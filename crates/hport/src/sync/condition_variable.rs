// SPDX-License-Identifier: Apache-2.0 OR MIT
// Copyright (c) 2025-2026 naskel.com

//! Cross-process condition variable record and its facades.
//!
//! The record only carries the notification state. Blocking on it is the job of
//! an external waiter; [`WaitSet`](crate::popo::WaitSet) polls it.

use crate::error::ErrorKind;
use crate::pool::Handle;
use crate::ports::{Ownership, RegistryContext};
use std::sync::atomic::{AtomicBool, AtomicU64, Ordering};

/// Notified flag plus a monotonic notification counter.
#[derive(Debug, Default)]
pub struct Signal {
    notified: AtomicBool,
    count: AtomicU64,
}

impl Signal {
    pub(crate) fn clear(&self) {
        self.notified.store(false, Ordering::Release);
        self.count.store(0, Ordering::Release);
    }

    pub fn notify(&self) {
        self.count.fetch_add(1, Ordering::AcqRel);
        self.notified.store(true, Ordering::Release);
    }

    #[must_use]
    pub fn was_notified(&self) -> bool {
        self.notified.load(Ordering::Acquire)
    }

    /// Consume the pending notification. Returns whether one was pending.
    pub fn reset(&self) -> bool {
        self.notified.swap(false, Ordering::AcqRel)
    }

    #[must_use]
    pub fn notification_count(&self) -> u64 {
        self.count.load(Ordering::Acquire)
    }
}

/// Registry record of a condition variable.
#[derive(Debug, Default)]
pub struct ConditionVariableData {
    pub(crate) owner: Ownership,
    pub(crate) signal: Signal,
}

impl ConditionVariableData {
    pub(crate) fn reset(&self, process_name: &str) {
        self.owner.reset(process_name);
        self.signal.clear();
    }

    #[must_use]
    pub fn owner(&self) -> &Ownership {
        &self.owner
    }

    #[must_use]
    pub fn signal(&self) -> &Signal {
        &self.signal
    }
}

/// Notifying side of a condition variable.
#[derive(Debug, Clone)]
pub struct ConditionNotifier {
    context: RegistryContext,
    handle: Handle<ConditionVariableData>,
}

impl ConditionNotifier {
    #[must_use]
    pub fn new(context: RegistryContext, handle: Handle<ConditionVariableData>) -> Self {
        Self { context, handle }
    }

    pub fn notify(&self) {
        if let Some(data) = self.context.resolve(
            &self.context.pool.condition_variables,
            self.handle,
            ErrorKind::ConditionVariableUsedAfterDestruction,
        ) {
            data.signal.notify();
        }
    }
}

/// Waiting side of a condition variable.
#[derive(Debug)]
pub struct ConditionListener {
    context: RegistryContext,
    handle: Handle<ConditionVariableData>,
}

impl ConditionListener {
    #[must_use]
    pub fn new(context: RegistryContext, handle: Handle<ConditionVariableData>) -> Self {
        Self { context, handle }
    }

    #[must_use]
    pub fn handle(&self) -> Handle<ConditionVariableData> {
        self.handle
    }

    /// `false` once the record was purged.
    #[must_use]
    pub fn is_live(&self) -> bool {
        self.context.pool.condition_variables.is_live(self.handle)
    }

    #[must_use]
    pub fn was_notified(&self) -> bool {
        self.data().is_some_and(|data| data.signal.was_notified())
    }

    /// Consume the pending notification.
    pub fn reset(&self) -> bool {
        self.data().is_some_and(|data| data.signal.reset())
    }

    /// Flag the record for purge. Silent if it is already gone.
    pub fn destroy(&self) {
        if let Some(data) = self.context.pool.condition_variables.get(self.handle) {
            data.owner.mark_to_be_destroyed();
        }
    }

    fn data(&self) -> Option<&ConditionVariableData> {
        self.context.resolve(
            &self.context.pool.condition_variables,
            self.handle,
            ErrorKind::ConditionVariableUsedAfterDestruction,
        )
    }
}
----
• Task prompt: Reproduce every record, making sure each one stays exactly the same.

• Answer to this problem:
filename crates/hport/src/sync/condition_variable.rs
// SPDX-License-Identifier: Apache-2.0 OR MIT
// Copyright (c) 2025-2026 naskel.com

//! Cross-process condition variable record and its facades.
//!
//! The record only carries the notification state. Blocking on it is the job of
//! an external waiter; [`WaitSet`](crate::popo::WaitSet) polls it.

use crate::error::ErrorKind;
use crate::pool::Handle;
use crate::ports::{Ownership, RegistryContext};
use std::sync::atomic::{AtomicBool, AtomicU64, Ordering};

/// Notified flag plus a monotonic notification counter.
#[derive(Debug, Default)]
pub struct Signal {
    notified: AtomicBool,
    count: AtomicU64,
}

impl Signal {
    pub(crate) fn clear(&self) {
        self.notified.store(false, Ordering::Release);
        self.count.store(0, Ordering::Release);
    }

    pub fn notify(&self) {
        self.count.fetch_add(1, Ordering::AcqRel);
        self.notified.store(true, Ordering::Release);
    }

    #[must_use]
    pub fn was_notified(&self) -> bool {
        self.notified.load(Ordering::Acquire)
    }

    /// Consume the pending notification. Returns whether one was pending.
    pub fn reset(&self) -> bool {
        self.notified.swap(false, Ordering::AcqRel)
    }

    #[must_use]
    pub fn notification_count(&self) -> u64 {
        self.count.load(Ordering::Acquire)
    }
}

/// Registry record of a condition variable.
#[derive(Debug, Default)]
pub struct ConditionVariableData {
    pub(crate) owner: Ownership,
    pub(crate) signal: Signal,
}

impl ConditionVariableData {
    pub(crate) fn reset(&self, process_name: &str) {
        self.owner.reset(process_name);
        self.signal.clear();
    }

    #[must_use]
    pub fn owner(&self) -> &Ownership {
        &self.owner
    }

    #[must_use]
    pub fn signal(&self) -> &Signal {
        &self.signal
    }
}

/// Notifying side of a condition variable.
#[derive(Debug, Clone)]
pub struct ConditionNotifier {
    context: RegistryContext,
    handle: Handle<ConditionVariableData>,
}

impl ConditionNotifier {
    #[must_use]
    pub fn new(context: RegistryContext, handle: Handle<ConditionVariableData>) -> Self {
        Self { context, handle }
    }

    pub fn notify(&self) {
        if let Some(data) = self.context.resolve(
            &self.context.pool.condition_variables,
            self.handle,
            ErrorKind::ConditionVariableUsedAfterDestruction,
        ) {
            data.signal.notify();
        }
    }
}

/// Waiting side of a condition variable.
#[derive(Debug)]
pub struct ConditionListener {
    context: RegistryContext,
    handle: Handle<ConditionVariableData>,
}

impl ConditionListener {
    #[must_use]
    pub fn new(context: RegistryContext, handle: Handle<ConditionVariableData>) -> Self {
        Self { context, handle }
    }

    #[must_use]
    pub fn handle(&self) -> Handle<ConditionVariableData> {
        self.handle
    }

    /// `false` once the record was purged.
    #[must_use]
    pub fn is_live(&self) -> bool {
        self.context.pool.condition_variables.is_live(self.handle)
    }

    #[must_use]
    pub fn was_notified(&self) -> bool {
        self.data().is_some_and(|data| data.signal.was_notified())
    }

    /// Consume the pending notification.
    pub fn reset(&self) -> bool {
        self.data().is_some_and(|data| data.signal.reset())
    }

    /// Flag the record for purge. Silent if it is already gone.
    pub fn destroy(&self) {
        if let Some(data) = self.context.pool.condition_variables.get(self.handle) {
            data.owner.mark_to_be_destroyed();
        }
    }

    fn data(&self) -> Option<&ConditionVariableData> {
        self.context.resolve(
            &self.context.pool.condition_variables,
            self.handle,
            ErrorKind::ConditionVariableUsedAfterDestruction,
        )
    }
}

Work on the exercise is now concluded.